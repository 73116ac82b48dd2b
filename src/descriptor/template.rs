//! Group-level configuration records

use std::sync::Arc;

use crate::descriptor::artifact::ArtifactDescriptor;
use crate::error::ConfigError;
use crate::listing::page::POMS_INDEX_URL;

/// Marker token selecting combined source+binary bundles for a group
const SRC_BIN_MARKER: &str = "src+bin";

/// Fields a group record contributes to each of its child artifacts.
///
/// Children hold the template by reference; nothing is copied down an
/// inheritance chain.
#[derive(Debug, Clone, PartialEq, Eq)]
pub struct GroupTemplate {
    directory: String,
    group_id: String,
    src_bin: bool,
    listing_url: Option<String>,
}

/// Outcome of parsing a group record: the template children inherit from,
/// plus a ready descriptor when the record names a singleton artifact
#[derive(Debug, Clone)]
pub struct GroupRecord {
    pub template: Arc<GroupTemplate>,
    pub singleton: Option<ArtifactDescriptor>,
}

impl GroupTemplate {
    /// Parse a 2-3 token group record.
    ///
    /// Token 0 is the directory path (path separators and colons normalized
    /// to spaces). Token 1 is the group coordinate; a `group:artifact` form
    /// declares a singleton component checked against the poms index.
    /// Token 2, when present, is either the `src+bin` marker or a listing
    /// URL for the whole group.
    pub fn parse(tokens: &[&str]) -> Result<GroupRecord, ConfigError> {
        if tokens.len() < 2 {
            return Err(ConfigError::MalformedRecord(format!(
                "group record needs a directory and a coordinate, got {tokens:?}"
            )));
        }

        let directory = tokens[0].replace(['/', ':'], " ").trim().to_string();
        let (group_id, singleton_artifact) = match tokens[1].split_once(':') {
            Some((group, artifact)) => (group.to_string(), Some(artifact.to_string())),
            None => (tokens[1].to_string(), None),
        };
        let src_bin = tokens.len() > 2 && tokens[2] == SRC_BIN_MARKER;
        let listing_url = (!src_bin)
            .then(|| tokens.get(2).map(|url| url.to_string()))
            .flatten();

        let template = Arc::new(GroupTemplate {
            directory: directory.clone(),
            group_id: group_id.clone(),
            src_bin,
            listing_url,
        });

        // A singleton parent artifact is listed on the poms index, not on
        // the listing its children use.
        let singleton = singleton_artifact.map(|artifact_id| {
            let own = Arc::new(GroupTemplate {
                directory,
                group_id,
                src_bin,
                listing_url: Some(POMS_INDEX_URL.to_string()),
            });
            ArtifactDescriptor::new(own, artifact_id)
        });

        Ok(GroupRecord { template, singleton })
    }

    pub fn directory(&self) -> &str {
        &self.directory
    }

    pub fn group_id(&self) -> &str {
        &self.group_id
    }

    pub fn src_bin(&self) -> bool {
        self.src_bin
    }

    pub fn listing_url(&self) -> Option<&str> {
        self.listing_url.as_deref()
    }
}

□ □ □ □ □ □ □

Answer with an exact copy of the lines from the one containing "let src_bin = tokens.len()" through the end of the entries above, leaving out everything before.

§ Written response:
        let src_bin = tokens.len() > 2 && tokens[2] == SRC_BIN_MARKER;
        let listing_url = (!src_bin)
            .then(|| tokens.get(2).map(|url| url.to_string()))
            .flatten();

        let template = Arc::new(GroupTemplate {
            directory: directory.clone(),
            group_id: group_id.clone(),
            src_bin,
            listing_url,
        });

        // A singleton parent artifact is listed on the poms index, not on
        // the listing its children use.
        let singleton = singleton_artifact.map(|artifact_id| {
            let own = Arc::new(GroupTemplate {
                directory,
                group_id,
                src_bin,
                listing_url: Some(POMS_INDEX_URL.to_string()),
            });
            ArtifactDescriptor::new(own, artifact_id)
        });

        Ok(GroupRecord { template, singleton })
    }

    pub fn directory(&self) -> &str {
        &self.directory
    }

    pub fn group_id(&self) -> &str {
        &self.group_id
    }

    pub fn src_bin(&self) -> bool {
        self.src_bin
    }

    pub fn listing_url(&self) -> Option<&str> {
        self.listing_url.as_deref()
    }
}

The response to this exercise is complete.